Harnessing clinical data to surpass the limits of claims information

Why healthcare organizations must embrace the potential of EHRs and interoperability to achieve smarter, more effective patient care.

In all aspects of healthcare management — from population health and care management to risk adjustment, quality improvement and payment integrity — there is a common thread: Payers and providers need timely, relevant, high-quality patient data. They need precise, accurate and contextual data that’s purposely configured to support use cases and more streamlined healthcare operations.

Historically, our healthcare system has relied on claims data to run the business of healthcare. The system also heavily relied on paper to keep and update patients’ medical records. We’re now a couple decades into most providers using electronic medical records, so it’s high time we use all that digitized clinical data to help deliver higher quality, more cost-effective care. Wasn’t that the point of EHRs, anyway?

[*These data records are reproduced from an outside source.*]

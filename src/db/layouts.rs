use rusqlite::{params, Connection, OptionalExtension};

use super::StorageResult;

/// 视图布局偏好表：每个 `(account, layout_key, server_url)` 一行，
/// 仅在账号移除时整体删除。
pub(crate) const LAYOUT_TABLE_SCHEMA: &str = "
CREATE TABLE IF NOT EXISTS layout_preferences (
    account TEXT NOT NULL,
    layout_key TEXT NOT NULL,
    server_url TEXT NOT NULL,
    sort_field INTEGER NOT NULL,
    ascending INTEGER NOT NULL,
    directory_on_top INTEGER NOT NULL,
    column_count INTEGER NOT NULL,
    updated_at_millis INTEGER NOT NULL,
    PRIMARY KEY (account, layout_key, server_url)
);";

#[derive(Debug, Clone)]
pub struct LayoutRow {
    pub account: String,
    pub layout_key: String,
    pub server_url: String,
    pub sort_field: i64,
    pub ascending: bool,
    pub directory_on_top: bool,
    pub column_count: i64,
    pub updated_at_millis: i64,
}

pub fn upsert_layout(conn: &Connection, row: &LayoutRow) -> StorageResult<()> {
    conn.execute(
        "INSERT INTO layout_preferences (
            account,
            layout_key,
            server_url,
            sort_field,
            ascending,
            directory_on_top,
            column_count,
            updated_at_millis
        )
        VALUES (?, ?, ?, ?, ?, ?, ?, ?)
        ON CONFLICT(account, layout_key, server_url) DO UPDATE SET
            sort_field = excluded.sort_field,
            ascending = excluded.ascending,
            directory_on_top = excluded.directory_on_top,
            column_count = excluded.column_count,
            updated_at_millis = excluded.updated_at_millis",
        params![
            row.account,
            row.layout_key,
            row.server_url,
            row.sort_field,
            row.ascending as i64,
            row.directory_on_top as i64,
            row.column_count,
            row.updated_at_millis,
        ],
    )
    .map_err(|e| format!("failed to upsert layout {}: {e}", row.layout_key))?;
    Ok(())
}

pub fn load_layout(
    conn: &Connection,
    account: &str,
    layout_key: &str,
    server_url: &str,
) -> StorageResult<Option<LayoutRow>> {
    conn.query_row(
        "SELECT
            account,
            layout_key,
            server_url,
            sort_field,
            ascending,
            directory_on_top,
            column_count,
            updated_at_millis
        FROM layout_preferences
        WHERE account = ? AND layout_key = ? AND server_url = ?",
        params![account, layout_key, server_url],
        |row| {
            Ok(LayoutRow {
                account: row.get(0)?,
                layout_key: row.get(1)?,
                server_url: row.get(2)?,
                sort_field: row.get(3)?,
                ascending: row.get::<_, i64>(4)? != 0,
                directory_on_top: row.get::<_, i64>(5)? != 0,
                column_count: row.get(6)?,
                updated_at_millis: row.get(7)?,
            })
        },
    )
    .optional()
    .map_err(|e| format!("failed to read layout {layout_key}: {e}"))
}

pub fn delete_account_layouts(conn: &Connection, account: &str) -> StorageResult<usize> {
    conn.execute(
        "DELETE FROM layout_preferences WHERE account = ?",
        params![account],
    )
    .map_err(|e| format!("failed to delete layouts of account {account}: {e}"))
}
use std::sync::{
    atomic::{AtomicI64, Ordering},
    Arc,
};

use rusqlite::Transaction;
use tracing::{debug, warn};

use super::model::{MetadataPredicate, MetadataRecord, MetadataStatus, RemoteFileEntry};
use crate::db::{self, current_timestamp_millis, Database, MetadataRow, RowFilter};
use crate::error::{SyncError, SyncResult};

/// 单条 upsert 的结果分类。
#[derive(Clone, Copy, Debug, PartialEq, Eq)]
pub enum UpsertOutcome {
    /// 新记录，或被墓碑化的记录重新出现。
    Inserted,
    /// etag 变化，内容字段整体更新。
    Updated,
    /// etag 相同，但所在目录或文件名变化。
    Relocated,
    /// etag 相同，仅收藏/状态变化。
    FlagsChanged,
    Unchanged,
}

#[derive(Clone, Debug)]
pub struct UpsertReport {
    pub oc_id: String,
    pub outcome: UpsertOutcome,
    /// 写入后的记录状态。
    pub record: MetadataRecord,
    /// 写入前的活跃记录（墓碑不算）。
    pub previous: Option<MetadataRecord>,
    /// 因路径冲突被标记删除的另一条记录。
    pub displaced: Option<MetadataRecord>,
}

/// 元数据的持久化存储。
/// 所有写入都在 `Database` 的连接锁内以单个事务提交，因此同一时刻只有一个写方，
/// 而 `seen_seq` 计数器为路径冲突提供确定的“后写者胜出”判定。
pub struct MetadataStore {
    database: Arc<Database>,
    sequence: AtomicI64,
}

impl MetadataStore {
    pub fn new(database: Arc<Database>) -> SyncResult<Self> {
        let seed = database
            .with_connection(|conn| db::max_seen_seq(conn))
            .map_err(SyncError::Storage)?;
        Ok(Self {
            database,
            sequence: AtomicI64::new(seed),
        })
    }

    pub fn database(&self) -> &Arc<Database> {
        &self.database
    }

    /// 在一个 SQLite 事务中执行多次读写；闭包返回错误时整体回滚。
    pub fn transaction<T, F>(&self, operation: F) -> SyncResult<T>
    where
        F: FnOnce(&mut StoreTxn<'_>) -> SyncResult<T>,
    {
        self.database.with_connection(|conn| {
            let tx = conn.transaction()?;
            let mut txn = StoreTxn {
                tx,
                sequence: &self.sequence,
            };
            let value = operation(&mut txn)?;
            txn.tx.commit()?;
            Ok(value)
        })
    }

    /// 以 `(account, oc_id)` 为键幂等写入一批记录；整批原子提交。
    pub fn upsert(&self, records: Vec<MetadataRecord>) -> SyncResult<Vec<UpsertReport>> {
        self.transaction(|txn| {
            records
                .into_iter()
                .map(|record| txn.upsert(record))
                .collect()
        })
    }

    pub fn remove(&self, account: &str, oc_id: &str) -> SyncResult<bool> {
        self.transaction(|txn| txn.remove(account, oc_id))
    }

    /// 读取单条记录，包括已被墓碑化的记录（`deleted = true`）。
    pub fn get(&self, account: &str, oc_id: &str) -> SyncResult<Option<MetadataRecord>> {
        self.database.with_connection(|conn| {
            Ok(db::load_metadata_row(conn, account, oc_id)
                .map_err(SyncError::Storage)?
                .map(record_from_row))
        })
    }

    pub fn query(&self, predicate: &MetadataPredicate) -> SyncResult<Vec<MetadataRecord>> {
        predicate.validate()?;
        let filter = filter_from_predicate(predicate);
        self.database.with_connection(|conn| {
            Ok(db::query_metadata_rows(conn, &filter)
                .map_err(SyncError::Storage)?
                .into_iter()
                .map(record_from_row)
                .collect())
        })
    }

    /// 供传输协作者更新单条记录的传输状态；记录不存在时返回 false。
    pub fn set_status(&self, account: &str, oc_id: &str, status: MetadataStatus) -> SyncResult<bool> {
        self.transaction(|txn| {
            let Some(mut record) = txn.get(account, oc_id)? else {
                return Ok(false);
            };
            if record.deleted {
                return Ok(false);
            }
            record.status = status;
            txn.upsert(record)?;
            Ok(true)
        })
    }

    pub fn remove_account(&self, account: &str) -> SyncResult<usize> {
        self.database.with_connection(|conn| {
            db::delete_account_metadata(conn, account).map_err(SyncError::Storage)
        })
    }
}

/// 存储事务句柄；只能在 `MetadataStore::transaction` 内部拿到。
#[flutter_rust_bridge::frb(ignore)]
pub struct StoreTxn<'a> {
    tx: Transaction<'a>,
    sequence: &'a AtomicI64,
}

impl StoreTxn<'_> {
    fn next_seq(&self) -> i64 {
        self.sequence.fetch_add(1, Ordering::SeqCst) + 1
    }

    pub fn get(&self, account: &str, oc_id: &str) -> SyncResult<Option<MetadataRecord>> {
        Ok(db::load_metadata_row(&self.tx, account, oc_id)
            .map_err(SyncError::Storage)?
            .map(record_from_row))
    }

    pub fn query(&self, predicate: &MetadataPredicate) -> SyncResult<Vec<MetadataRecord>> {
        predicate.validate()?;
        let filter = filter_from_predicate(predicate);
        Ok(db::query_metadata_rows(&self.tx, &filter)
            .map_err(SyncError::Storage)?
            .into_iter()
            .map(record_from_row)
            .collect())
    }

    /// etag 相同时只应用位置、收藏与状态；etag 不同则整体覆盖。
    /// 目标路径上若已有另一条活跃记录，则将其墓碑化，传入的记录视为最近一次看到的版本。
    pub fn upsert(&mut self, record: MetadataRecord) -> SyncResult<UpsertReport> {
        record.validate()?;
        let account = record.account.clone();
        let previous = self
            .get(&account, &record.oc_id)?
            .filter(|stored| !stored.deleted);

        let (outcome, mut next) = match &previous {
            None => (UpsertOutcome::Inserted, record),
            Some(stored) if stored.etag != record.etag => (UpsertOutcome::Updated, record),
            Some(stored) => {
                let mut merged = stored.clone();
                let relocated =
                    stored.server_url != record.server_url || stored.file_name != record.file_name;
                let flags_changed =
                    stored.is_favorite != record.is_favorite || stored.status != record.status;
                merged.server_url = record.server_url;
                merged.file_name = record.file_name;
                merged.is_favorite = record.is_favorite;
                merged.status = record.status;
                let outcome = if relocated {
                    UpsertOutcome::Relocated
                } else if flags_changed {
                    UpsertOutcome::FlagsChanged
                } else {
                    UpsertOutcome::Unchanged
                };
                (outcome, merged)
            }
        };

        if outcome == UpsertOutcome::Unchanged {
            return Ok(UpsertReport {
                oc_id: next.oc_id.clone(),
                outcome,
                record: next,
                previous,
                displaced: None,
            });
        }

        let now = current_timestamp_millis();
        let displaced =
            db::find_live_by_path(&self.tx, &account, &next.server_url, &next.file_name)
                .map_err(SyncError::Storage)?
                .filter(|row| row.oc_id != next.oc_id)
                .map(record_from_row);
        if let Some(other) = displaced.as_ref().filter(|other| other.status.is_transferring()) {
            return Err(SyncError::ConflictPendingTransfer {
                oc_id: other.oc_id.clone(),
            });
        }
        if let Some(other) = &displaced {
            warn!(
                account = %account,
                oc_id = %next.oc_id,
                displaced = %other.oc_id,
                path = %format!("{}/{}", next.server_url, next.file_name),
                "duplicate path, keeping most recently seen record"
            );
            db::mark_metadata_deleted(&self.tx, &account, &other.oc_id, self.next_seq(), now)
                .map_err(SyncError::Storage)?;
        }

        next.deleted = false;
        next.seen_seq = self.next_seq();
        db::upsert_metadata_row(&self.tx, &row_from_record(&next, now))
            .map_err(SyncError::Storage)?;
        debug!(account = %account, oc_id = %next.oc_id, ?outcome, "metadata upserted");

        Ok(UpsertReport {
            oc_id: next.oc_id.clone(),
            outcome,
            record: next,
            previous,
            displaced: displaced.map(|mut other| {
                other.deleted = true;
                other
            }),
        })
    }

    /// 写入远端条目；远端不携带传输状态，因此保留本地已有的 status。
    pub fn upsert_remote(&mut self, account: &str, entry: RemoteFileEntry) -> SyncResult<UpsertReport> {
        let status = self
            .get(account, &entry.oc_id)?
            .filter(|stored| !stored.deleted)
            .map(|stored| stored.status)
            .unwrap_or(MetadataStatus::Normal);
        self.upsert(record_from_remote(account, entry, status))
    }

    /// 写入只带位置信息的远端条目（例如统一搜索命中，没有 etag 与收藏标记）。
    /// 已有活跃记录时只更新位置，内容字段与标记保持缓存值。
    /// 同一路径上已缓存的记录优先：命中按路径解析到它，不写入也不替换。
    pub fn upsert_located(&mut self, account: &str, entry: RemoteFileEntry) -> SyncResult<UpsertReport> {
        let at_path = db::find_live_by_path(&self.tx, account, &entry.server_url, &entry.file_name)
            .map_err(SyncError::Storage)?
            .map(record_from_row)
            .filter(|stored| stored.oc_id != entry.oc_id);
        if let Some(stored) = at_path {
            debug!(account, hit = %entry.oc_id, oc_id = %stored.oc_id, "located entry resolved by path");
            return Ok(UpsertReport {
                oc_id: stored.oc_id.clone(),
                outcome: UpsertOutcome::Unchanged,
                record: stored.clone(),
                previous: Some(stored),
                displaced: None,
            });
        }
        match self.get(account, &entry.oc_id)?.filter(|stored| !stored.deleted) {
            Some(mut stored) => {
                stored.server_url = entry.server_url;
                stored.file_name = entry.file_name;
                self.upsert(stored)
            }
            None => self.upsert(record_from_remote(account, entry, MetadataStatus::Normal)),
        }
    }

    pub fn remove(&mut self, account: &str, oc_id: &str) -> SyncResult<bool> {
        db::delete_metadata_row(&self.tx, account, oc_id).map_err(SyncError::Storage)
    }
}

pub(crate) fn record_from_remote(
    account: &str,
    entry: RemoteFileEntry,
    status: MetadataStatus,
) -> MetadataRecord {
    MetadataRecord {
        account: account.to_string(),
        oc_id: entry.oc_id,
        server_url: entry.server_url,
        file_name: entry.file_name,
        etag: entry.etag,
        is_favorite: entry.is_favorite,
        status,
        size: entry.size,
        mtime: entry.mtime,
        is_directory: entry.is_directory,
        deleted: false,
        seen_seq: 0,
    }
}

fn filter_from_predicate(predicate: &MetadataPredicate) -> RowFilter {
    RowFilter {
        account: predicate.account.clone(),
        server_url: predicate.server_url.clone(),
        favorite: predicate.favorite,
        statuses: predicate
            .statuses
            .as_ref()
            .map(|statuses| statuses.iter().map(|status| status.to_i64()).collect()),
        include_deleted: predicate.include_deleted,
        order_by: predicate.order.order_by_clause(),
    }
}

/// 运行时记录与数据库行之间的转换统一放在这里，处理有符号/无符号差异。
fn row_from_record(record: &MetadataRecord, updated_at_millis: i64) -> MetadataRow {
    MetadataRow {
        account: record.account.clone(),
        oc_id: record.oc_id.clone(),
        server_url: record.server_url.clone(),
        file_name: record.file_name.clone(),
        etag: record.etag.clone(),
        is_favorite: record.is_favorite,
        status: record.status.to_i64(),
        size: record.size.try_into().unwrap_or(i64::MAX),
        mtime: record.mtime,
        is_directory: record.is_directory,
        deleted: record.deleted,
        seen_seq: record.seen_seq,
        updated_at_millis,
    }
}

fn record_from_row(row: MetadataRow) -> MetadataRecord {
    MetadataRecord {
        account: row.account,
        oc_id: row.oc_id,
        server_url: row.server_url,
        file_name: row.file_name,
        etag: row.etag,
        is_favorite: row.is_favorite,
        status: MetadataStatus::from_i64(row.status),
        size: if row.size >= 0 { row.size as u64 } else { 0 },
        mtime: row.mtime,
        is_directory: row.is_directory,
        deleted: row.deleted,
        seen_seq: row.seen_seq,
    }
}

Claims data still has a place

Organizations working to improve the healthcare system have long used claims data to understand the cost of care, verify the integrity of payments and identify patients who may be at risk of developing chronic conditions. Claims data has provided value, and it continues to do so.

Claims data provides essential information about a patient’s use of the healthcare system and associated costs. It also offers important insights that can help create a fuller picture of a patient’s health status and behaviors. For example, while clinical data shows that a clinician prescribed a medication, it doesn’t tell whether a patient is taking that medication. Claims data gets a step closer, as a claim submitted from the pharmacy can at least tell whether the patient picked up their medication.

Because claims data spans multiple healthcare organizations, it can tell about past procedures, diagnoses or preventative care that patients may not self-report. Having additional background information on a patient can help clinicians make more informed decisions about their care.

The limitations of claims data 

In thinking about improving the health of populations, one of the biggest pitfalls of claims data is that it’s only collected on insured patients. Some of the most vulnerable patients in healthcare systems are those who are uninsured. Without clinical data, those patients would be invisible.

In addition, claims data is limited. A claim captures the encounter a patient has with the healthcare system, but not the overall context. For example, if a patient goes to the ER with a wound sustained from a fall, the claims data will show the laceration diagnosis and repair codes, but it’s unlikely to show that the patient's weight was up from baseline and that they had lower extremity edema during the visit, which could infer a bigger health concern.

Claims data is also time-lagged. Organizations get data on a patient 30 to 60 days after that data was collected. Clinical data, on the other hand, can be sent, analyzed and used for good in a matter of seconds. 

The power of clinical data

While claims data has value, clinical data is more powerful in trying to surmise a patient’s health status. Clinical data is much timelier than claims, giving an almost real-time picture of a patient’s health status. Claims data tells what happened in the past, while clinical data tells what is happening now. 

Clinical data opens a world of opportunity in population health, closing care gaps and reducing health inequities. For example, patients living with diabetes may reduce their risk for developing chronic comorbidities by actively managing their health and adhering to their care plans.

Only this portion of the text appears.